TASK MATERIAL below:

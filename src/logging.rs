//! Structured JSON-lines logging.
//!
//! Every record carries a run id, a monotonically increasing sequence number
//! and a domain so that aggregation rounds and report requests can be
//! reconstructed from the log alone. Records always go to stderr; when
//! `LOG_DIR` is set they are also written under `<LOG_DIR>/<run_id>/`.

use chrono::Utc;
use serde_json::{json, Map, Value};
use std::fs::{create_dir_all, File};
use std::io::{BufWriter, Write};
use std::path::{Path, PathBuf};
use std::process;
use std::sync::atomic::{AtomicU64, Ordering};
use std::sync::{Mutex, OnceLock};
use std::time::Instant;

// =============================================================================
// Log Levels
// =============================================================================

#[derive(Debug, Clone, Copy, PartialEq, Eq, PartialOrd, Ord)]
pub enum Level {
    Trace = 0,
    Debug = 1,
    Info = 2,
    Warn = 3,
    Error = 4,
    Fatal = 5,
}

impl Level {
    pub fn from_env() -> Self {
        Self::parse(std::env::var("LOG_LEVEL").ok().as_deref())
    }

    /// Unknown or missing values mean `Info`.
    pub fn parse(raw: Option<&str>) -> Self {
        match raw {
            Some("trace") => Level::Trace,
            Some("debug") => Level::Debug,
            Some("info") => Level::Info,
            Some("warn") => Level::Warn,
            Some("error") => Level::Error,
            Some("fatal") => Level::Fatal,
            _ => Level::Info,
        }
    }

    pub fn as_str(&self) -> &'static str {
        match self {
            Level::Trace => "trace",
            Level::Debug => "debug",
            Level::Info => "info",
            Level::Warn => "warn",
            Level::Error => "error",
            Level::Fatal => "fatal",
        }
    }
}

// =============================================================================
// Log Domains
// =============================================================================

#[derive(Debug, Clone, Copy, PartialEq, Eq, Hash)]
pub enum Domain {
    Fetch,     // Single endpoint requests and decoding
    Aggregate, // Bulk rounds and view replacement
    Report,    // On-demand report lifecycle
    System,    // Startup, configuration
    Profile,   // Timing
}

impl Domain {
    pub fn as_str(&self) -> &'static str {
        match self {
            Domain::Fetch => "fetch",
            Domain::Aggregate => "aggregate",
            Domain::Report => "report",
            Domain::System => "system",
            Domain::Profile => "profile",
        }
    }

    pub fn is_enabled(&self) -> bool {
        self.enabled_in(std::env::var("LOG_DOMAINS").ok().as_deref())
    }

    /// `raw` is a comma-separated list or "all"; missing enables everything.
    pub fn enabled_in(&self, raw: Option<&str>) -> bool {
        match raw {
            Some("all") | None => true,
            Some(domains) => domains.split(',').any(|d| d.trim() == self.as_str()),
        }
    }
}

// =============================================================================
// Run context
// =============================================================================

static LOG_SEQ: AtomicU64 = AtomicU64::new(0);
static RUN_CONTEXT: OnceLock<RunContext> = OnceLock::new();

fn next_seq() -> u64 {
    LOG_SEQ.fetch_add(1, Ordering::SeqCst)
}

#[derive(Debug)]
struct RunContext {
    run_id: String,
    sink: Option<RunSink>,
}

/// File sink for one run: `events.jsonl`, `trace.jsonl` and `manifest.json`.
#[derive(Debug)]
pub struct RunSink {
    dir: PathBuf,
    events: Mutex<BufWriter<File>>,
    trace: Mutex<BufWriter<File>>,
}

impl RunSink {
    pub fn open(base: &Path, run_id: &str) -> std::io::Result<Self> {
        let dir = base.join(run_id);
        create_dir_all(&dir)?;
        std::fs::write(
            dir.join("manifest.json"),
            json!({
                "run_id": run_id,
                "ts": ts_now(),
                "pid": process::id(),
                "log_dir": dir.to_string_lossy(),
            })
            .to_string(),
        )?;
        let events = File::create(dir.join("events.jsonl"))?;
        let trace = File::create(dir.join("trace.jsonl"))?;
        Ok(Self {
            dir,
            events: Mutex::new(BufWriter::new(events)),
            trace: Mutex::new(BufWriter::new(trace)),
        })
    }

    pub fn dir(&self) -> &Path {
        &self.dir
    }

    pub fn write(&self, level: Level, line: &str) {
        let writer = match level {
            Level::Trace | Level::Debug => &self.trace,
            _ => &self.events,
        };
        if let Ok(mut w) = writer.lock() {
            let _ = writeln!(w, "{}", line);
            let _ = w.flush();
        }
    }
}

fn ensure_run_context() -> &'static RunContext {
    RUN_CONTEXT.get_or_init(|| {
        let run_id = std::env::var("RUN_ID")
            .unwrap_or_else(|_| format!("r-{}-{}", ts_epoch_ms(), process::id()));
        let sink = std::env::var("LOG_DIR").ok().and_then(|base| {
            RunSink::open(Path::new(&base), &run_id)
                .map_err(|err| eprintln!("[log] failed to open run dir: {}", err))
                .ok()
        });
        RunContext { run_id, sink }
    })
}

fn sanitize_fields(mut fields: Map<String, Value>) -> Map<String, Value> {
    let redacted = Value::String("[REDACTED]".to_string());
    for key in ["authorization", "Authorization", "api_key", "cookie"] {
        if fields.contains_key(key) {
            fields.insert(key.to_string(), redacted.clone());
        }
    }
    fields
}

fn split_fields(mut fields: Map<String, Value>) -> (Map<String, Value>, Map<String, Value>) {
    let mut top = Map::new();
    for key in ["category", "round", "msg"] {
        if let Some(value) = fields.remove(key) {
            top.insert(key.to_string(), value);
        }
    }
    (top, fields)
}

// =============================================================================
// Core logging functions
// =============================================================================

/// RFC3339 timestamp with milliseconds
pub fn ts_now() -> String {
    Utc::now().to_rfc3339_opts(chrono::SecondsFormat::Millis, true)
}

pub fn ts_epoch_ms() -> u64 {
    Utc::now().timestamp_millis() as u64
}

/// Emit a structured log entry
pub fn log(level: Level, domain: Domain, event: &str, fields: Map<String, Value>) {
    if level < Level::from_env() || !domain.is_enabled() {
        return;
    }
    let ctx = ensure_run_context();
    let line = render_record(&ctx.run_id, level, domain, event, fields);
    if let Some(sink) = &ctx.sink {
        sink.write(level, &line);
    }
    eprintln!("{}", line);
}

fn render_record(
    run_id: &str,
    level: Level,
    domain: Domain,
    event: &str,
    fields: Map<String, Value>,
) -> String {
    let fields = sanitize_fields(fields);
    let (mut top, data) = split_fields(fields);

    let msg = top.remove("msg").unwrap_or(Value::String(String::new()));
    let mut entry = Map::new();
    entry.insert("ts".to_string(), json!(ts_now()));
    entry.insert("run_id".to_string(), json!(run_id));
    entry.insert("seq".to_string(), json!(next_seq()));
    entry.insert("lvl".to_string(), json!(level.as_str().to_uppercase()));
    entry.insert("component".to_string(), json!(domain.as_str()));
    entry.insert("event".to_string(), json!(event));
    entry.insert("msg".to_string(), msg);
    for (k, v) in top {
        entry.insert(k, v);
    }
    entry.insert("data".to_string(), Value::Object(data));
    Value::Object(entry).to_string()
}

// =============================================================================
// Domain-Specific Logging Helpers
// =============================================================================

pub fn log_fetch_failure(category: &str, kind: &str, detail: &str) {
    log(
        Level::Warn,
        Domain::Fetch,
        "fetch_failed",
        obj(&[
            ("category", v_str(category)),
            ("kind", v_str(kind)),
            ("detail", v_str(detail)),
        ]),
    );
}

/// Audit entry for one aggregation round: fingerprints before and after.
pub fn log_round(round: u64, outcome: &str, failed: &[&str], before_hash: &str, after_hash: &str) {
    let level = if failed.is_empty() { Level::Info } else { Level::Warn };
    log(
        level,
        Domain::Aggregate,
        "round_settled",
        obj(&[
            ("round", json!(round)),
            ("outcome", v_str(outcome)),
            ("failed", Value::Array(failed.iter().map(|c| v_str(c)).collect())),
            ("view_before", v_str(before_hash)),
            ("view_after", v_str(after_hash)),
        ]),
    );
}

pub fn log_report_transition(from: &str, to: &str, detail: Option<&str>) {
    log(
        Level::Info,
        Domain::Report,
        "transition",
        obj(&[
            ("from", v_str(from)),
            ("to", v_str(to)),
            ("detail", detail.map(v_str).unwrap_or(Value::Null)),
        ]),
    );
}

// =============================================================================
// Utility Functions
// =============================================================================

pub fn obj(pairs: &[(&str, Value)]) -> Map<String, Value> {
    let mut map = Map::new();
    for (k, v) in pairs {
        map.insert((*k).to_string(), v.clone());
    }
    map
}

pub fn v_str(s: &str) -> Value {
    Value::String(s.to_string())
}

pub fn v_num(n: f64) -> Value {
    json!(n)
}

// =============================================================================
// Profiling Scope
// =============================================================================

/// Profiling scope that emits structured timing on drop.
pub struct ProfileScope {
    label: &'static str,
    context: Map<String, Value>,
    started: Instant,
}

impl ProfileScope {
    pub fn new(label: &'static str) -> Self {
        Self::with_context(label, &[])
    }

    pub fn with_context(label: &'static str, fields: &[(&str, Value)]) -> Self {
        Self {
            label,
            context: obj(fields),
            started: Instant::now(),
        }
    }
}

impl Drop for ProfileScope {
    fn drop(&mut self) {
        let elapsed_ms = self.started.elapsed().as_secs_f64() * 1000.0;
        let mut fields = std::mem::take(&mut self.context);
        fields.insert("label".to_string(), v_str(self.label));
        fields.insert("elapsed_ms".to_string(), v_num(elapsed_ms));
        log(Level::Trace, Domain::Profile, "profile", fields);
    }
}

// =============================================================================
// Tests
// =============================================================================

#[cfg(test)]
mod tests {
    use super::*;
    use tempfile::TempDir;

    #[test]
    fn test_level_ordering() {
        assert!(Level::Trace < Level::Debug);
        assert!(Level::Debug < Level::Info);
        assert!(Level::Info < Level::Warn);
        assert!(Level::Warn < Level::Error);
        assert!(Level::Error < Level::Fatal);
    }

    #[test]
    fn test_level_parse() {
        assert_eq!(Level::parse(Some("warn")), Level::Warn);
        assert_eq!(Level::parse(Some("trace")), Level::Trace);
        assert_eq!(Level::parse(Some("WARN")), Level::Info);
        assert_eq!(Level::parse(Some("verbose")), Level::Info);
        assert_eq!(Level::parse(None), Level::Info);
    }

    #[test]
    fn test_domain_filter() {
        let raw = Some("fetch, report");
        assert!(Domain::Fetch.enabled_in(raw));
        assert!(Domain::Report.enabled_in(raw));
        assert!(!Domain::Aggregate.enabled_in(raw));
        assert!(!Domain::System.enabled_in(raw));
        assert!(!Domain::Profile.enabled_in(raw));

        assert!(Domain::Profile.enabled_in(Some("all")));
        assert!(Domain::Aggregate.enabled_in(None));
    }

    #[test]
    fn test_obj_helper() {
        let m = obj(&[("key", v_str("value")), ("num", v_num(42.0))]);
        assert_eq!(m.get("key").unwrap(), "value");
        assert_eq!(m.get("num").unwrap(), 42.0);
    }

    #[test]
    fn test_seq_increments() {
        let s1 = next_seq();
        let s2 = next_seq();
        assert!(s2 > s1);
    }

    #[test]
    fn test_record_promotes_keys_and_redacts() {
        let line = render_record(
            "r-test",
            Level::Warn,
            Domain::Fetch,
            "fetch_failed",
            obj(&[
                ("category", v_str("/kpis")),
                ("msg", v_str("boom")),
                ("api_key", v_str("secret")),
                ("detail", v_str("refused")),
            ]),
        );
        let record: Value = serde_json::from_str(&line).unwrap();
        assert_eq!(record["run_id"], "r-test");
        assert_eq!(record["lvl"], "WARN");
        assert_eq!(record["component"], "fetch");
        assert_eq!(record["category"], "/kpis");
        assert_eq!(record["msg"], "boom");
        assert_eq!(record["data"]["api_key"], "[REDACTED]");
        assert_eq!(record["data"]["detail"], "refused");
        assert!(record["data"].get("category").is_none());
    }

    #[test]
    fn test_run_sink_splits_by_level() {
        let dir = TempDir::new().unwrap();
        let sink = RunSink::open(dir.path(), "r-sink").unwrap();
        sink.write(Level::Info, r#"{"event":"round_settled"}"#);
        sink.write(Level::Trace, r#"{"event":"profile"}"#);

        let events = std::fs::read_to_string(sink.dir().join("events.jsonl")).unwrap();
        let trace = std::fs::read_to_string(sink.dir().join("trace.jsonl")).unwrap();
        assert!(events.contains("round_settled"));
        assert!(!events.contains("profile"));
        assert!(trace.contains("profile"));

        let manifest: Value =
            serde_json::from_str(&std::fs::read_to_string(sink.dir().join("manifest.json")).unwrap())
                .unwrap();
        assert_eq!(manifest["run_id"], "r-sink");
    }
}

End of TASK MATERIAL.

**INSTRUCTIONS FOR THE TASK:** Give only the number of lines in the data that hold the string "kind".

**RESULT:** 2